### EXERCISE GOAL
In how many lines of the records does the word "OriginConfig" appear? Reply with the number and nothing else.

### MATERIAL FOR THIS EXERCISE
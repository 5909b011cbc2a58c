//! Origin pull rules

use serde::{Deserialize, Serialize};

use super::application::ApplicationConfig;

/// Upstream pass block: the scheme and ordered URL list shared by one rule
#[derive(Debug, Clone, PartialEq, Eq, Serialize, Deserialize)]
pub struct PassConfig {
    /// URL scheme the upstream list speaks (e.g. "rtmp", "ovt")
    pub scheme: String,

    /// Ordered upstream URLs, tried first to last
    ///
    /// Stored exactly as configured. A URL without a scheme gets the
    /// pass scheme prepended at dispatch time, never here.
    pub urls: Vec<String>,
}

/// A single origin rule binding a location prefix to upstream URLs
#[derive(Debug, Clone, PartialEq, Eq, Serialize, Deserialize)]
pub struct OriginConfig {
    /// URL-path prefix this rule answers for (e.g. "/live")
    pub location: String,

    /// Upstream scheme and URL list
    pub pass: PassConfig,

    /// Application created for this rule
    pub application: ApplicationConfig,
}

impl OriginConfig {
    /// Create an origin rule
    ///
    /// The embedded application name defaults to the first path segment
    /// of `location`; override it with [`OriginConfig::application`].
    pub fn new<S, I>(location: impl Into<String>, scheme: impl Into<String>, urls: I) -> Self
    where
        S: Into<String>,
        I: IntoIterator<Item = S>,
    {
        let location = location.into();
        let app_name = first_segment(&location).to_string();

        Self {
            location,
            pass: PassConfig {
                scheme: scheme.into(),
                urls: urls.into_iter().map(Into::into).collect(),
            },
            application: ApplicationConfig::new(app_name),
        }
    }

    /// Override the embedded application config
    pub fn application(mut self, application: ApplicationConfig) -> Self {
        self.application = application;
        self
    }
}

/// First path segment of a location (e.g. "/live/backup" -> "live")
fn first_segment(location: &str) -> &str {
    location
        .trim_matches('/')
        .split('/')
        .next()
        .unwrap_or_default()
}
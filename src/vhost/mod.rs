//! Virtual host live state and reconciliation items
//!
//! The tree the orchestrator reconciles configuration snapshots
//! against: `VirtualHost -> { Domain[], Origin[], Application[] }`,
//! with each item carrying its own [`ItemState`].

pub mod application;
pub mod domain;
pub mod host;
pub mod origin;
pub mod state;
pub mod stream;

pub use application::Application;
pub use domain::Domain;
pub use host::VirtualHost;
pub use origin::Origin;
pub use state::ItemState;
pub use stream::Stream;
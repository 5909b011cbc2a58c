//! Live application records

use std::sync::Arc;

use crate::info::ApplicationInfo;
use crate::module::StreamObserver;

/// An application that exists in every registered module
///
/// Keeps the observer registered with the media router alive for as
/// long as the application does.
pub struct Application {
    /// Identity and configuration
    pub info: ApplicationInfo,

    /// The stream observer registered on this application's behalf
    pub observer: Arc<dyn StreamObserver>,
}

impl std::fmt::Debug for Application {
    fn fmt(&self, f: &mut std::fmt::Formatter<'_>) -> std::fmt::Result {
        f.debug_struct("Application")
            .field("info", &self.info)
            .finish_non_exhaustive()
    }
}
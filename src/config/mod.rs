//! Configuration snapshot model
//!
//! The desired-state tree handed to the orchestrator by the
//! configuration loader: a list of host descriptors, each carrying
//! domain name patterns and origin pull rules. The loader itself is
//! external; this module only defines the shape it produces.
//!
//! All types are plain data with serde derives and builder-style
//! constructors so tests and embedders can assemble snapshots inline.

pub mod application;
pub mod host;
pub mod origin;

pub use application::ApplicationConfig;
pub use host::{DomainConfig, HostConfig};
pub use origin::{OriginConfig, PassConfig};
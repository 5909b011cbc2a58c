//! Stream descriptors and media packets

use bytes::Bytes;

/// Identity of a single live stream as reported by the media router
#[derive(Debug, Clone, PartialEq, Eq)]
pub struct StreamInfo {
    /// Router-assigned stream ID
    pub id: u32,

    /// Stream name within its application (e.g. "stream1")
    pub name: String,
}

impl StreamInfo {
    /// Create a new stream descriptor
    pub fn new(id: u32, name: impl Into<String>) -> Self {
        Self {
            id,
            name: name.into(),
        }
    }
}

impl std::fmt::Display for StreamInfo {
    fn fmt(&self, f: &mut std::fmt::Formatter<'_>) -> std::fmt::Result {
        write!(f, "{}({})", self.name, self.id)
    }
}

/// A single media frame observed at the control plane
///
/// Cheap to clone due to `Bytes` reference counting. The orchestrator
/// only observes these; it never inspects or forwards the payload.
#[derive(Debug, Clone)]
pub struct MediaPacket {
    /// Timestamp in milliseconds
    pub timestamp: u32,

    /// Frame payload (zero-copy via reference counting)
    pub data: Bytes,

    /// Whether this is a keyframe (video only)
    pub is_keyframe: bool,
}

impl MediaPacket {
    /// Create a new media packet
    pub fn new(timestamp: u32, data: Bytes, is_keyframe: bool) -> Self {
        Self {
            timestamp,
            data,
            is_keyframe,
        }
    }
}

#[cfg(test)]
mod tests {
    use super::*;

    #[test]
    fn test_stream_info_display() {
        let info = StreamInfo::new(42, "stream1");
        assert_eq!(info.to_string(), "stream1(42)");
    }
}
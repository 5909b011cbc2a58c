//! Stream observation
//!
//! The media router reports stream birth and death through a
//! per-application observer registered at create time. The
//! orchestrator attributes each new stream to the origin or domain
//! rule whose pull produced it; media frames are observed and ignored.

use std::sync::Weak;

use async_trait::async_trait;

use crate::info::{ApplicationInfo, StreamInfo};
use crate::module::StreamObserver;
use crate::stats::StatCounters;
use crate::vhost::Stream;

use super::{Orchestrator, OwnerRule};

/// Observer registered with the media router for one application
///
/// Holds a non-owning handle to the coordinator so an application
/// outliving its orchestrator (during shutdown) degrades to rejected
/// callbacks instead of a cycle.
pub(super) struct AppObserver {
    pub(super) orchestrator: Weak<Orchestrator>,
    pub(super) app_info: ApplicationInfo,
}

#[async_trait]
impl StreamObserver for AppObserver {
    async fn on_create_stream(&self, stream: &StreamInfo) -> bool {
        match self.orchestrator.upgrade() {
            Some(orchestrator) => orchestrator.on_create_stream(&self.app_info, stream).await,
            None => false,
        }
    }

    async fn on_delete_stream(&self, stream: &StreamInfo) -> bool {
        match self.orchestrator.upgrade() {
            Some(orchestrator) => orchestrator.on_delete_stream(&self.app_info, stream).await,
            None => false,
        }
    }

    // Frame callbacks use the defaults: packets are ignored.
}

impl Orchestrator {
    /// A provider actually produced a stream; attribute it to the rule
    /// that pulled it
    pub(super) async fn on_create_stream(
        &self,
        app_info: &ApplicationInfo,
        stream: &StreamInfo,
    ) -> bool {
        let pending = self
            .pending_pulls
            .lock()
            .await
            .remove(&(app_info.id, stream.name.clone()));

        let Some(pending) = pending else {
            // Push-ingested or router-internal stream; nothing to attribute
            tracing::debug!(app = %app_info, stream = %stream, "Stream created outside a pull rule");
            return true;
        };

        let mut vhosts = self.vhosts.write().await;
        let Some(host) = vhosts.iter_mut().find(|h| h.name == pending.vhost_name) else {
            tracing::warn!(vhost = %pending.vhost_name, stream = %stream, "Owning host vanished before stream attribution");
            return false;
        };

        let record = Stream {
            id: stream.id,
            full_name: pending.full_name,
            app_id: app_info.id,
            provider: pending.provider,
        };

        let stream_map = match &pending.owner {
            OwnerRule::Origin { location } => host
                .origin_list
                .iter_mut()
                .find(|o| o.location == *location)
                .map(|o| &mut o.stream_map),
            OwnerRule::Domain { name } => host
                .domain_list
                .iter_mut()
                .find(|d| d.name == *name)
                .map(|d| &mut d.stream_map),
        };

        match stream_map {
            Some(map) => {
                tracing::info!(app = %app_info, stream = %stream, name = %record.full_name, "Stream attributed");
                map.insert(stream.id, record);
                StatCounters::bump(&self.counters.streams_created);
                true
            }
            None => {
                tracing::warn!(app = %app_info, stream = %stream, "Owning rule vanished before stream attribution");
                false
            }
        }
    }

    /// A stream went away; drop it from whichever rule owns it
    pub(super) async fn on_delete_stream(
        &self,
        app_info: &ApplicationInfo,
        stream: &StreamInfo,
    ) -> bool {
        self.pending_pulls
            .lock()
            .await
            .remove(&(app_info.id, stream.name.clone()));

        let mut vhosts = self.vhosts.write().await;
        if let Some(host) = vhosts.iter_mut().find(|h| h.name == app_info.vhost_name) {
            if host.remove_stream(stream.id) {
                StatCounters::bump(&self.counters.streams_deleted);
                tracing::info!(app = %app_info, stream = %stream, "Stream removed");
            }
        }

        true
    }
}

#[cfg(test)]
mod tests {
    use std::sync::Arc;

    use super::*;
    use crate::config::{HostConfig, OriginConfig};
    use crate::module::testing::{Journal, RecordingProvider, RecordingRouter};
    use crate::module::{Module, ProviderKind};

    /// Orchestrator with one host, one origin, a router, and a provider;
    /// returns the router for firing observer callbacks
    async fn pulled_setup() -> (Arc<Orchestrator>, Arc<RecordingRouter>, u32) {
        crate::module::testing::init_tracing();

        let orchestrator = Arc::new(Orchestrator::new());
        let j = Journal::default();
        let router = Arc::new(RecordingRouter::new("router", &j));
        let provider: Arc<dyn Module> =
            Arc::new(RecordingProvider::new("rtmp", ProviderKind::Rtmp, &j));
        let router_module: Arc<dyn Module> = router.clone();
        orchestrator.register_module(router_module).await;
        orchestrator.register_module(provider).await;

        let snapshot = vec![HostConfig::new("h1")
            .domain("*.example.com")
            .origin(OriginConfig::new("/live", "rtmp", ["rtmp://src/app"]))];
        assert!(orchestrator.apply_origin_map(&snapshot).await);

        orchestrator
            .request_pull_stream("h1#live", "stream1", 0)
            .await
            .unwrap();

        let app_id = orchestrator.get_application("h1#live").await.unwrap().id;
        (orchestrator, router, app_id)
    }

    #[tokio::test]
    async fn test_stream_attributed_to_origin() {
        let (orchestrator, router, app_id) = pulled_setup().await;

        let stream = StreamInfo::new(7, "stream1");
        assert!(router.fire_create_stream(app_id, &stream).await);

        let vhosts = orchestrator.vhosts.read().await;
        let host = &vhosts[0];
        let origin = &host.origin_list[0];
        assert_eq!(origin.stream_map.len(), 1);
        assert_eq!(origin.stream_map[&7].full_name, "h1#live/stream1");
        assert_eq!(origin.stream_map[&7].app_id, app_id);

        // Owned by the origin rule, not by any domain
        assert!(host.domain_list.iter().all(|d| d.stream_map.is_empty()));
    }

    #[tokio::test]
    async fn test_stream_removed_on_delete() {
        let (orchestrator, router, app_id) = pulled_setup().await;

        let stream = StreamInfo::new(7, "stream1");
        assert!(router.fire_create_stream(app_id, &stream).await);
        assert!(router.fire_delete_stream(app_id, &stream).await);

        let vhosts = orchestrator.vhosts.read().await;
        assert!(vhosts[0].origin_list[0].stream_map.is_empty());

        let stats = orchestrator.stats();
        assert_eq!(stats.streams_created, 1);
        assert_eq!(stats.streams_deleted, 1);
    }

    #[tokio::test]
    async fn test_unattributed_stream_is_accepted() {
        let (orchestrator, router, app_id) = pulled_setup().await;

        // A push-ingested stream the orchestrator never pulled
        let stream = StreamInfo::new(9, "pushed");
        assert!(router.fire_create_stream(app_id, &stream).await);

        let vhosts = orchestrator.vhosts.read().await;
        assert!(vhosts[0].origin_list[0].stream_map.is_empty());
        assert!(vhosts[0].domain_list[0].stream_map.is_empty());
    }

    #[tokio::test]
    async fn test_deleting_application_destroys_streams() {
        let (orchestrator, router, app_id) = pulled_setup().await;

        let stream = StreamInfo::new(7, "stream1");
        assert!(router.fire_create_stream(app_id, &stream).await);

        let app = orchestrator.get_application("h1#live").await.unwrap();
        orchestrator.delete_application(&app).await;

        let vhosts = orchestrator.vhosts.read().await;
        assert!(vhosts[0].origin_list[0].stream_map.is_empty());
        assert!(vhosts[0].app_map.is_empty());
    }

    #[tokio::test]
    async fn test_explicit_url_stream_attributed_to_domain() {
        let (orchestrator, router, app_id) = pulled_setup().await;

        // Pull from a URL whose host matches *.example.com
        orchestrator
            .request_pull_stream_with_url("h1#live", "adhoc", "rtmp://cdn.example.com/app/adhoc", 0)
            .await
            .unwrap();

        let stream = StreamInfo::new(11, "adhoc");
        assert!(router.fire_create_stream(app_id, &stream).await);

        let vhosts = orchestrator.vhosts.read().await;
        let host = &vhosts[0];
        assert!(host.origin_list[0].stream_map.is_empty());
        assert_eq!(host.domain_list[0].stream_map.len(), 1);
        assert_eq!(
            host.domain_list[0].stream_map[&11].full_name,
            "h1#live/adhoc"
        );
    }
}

### ANSWER SPACE
6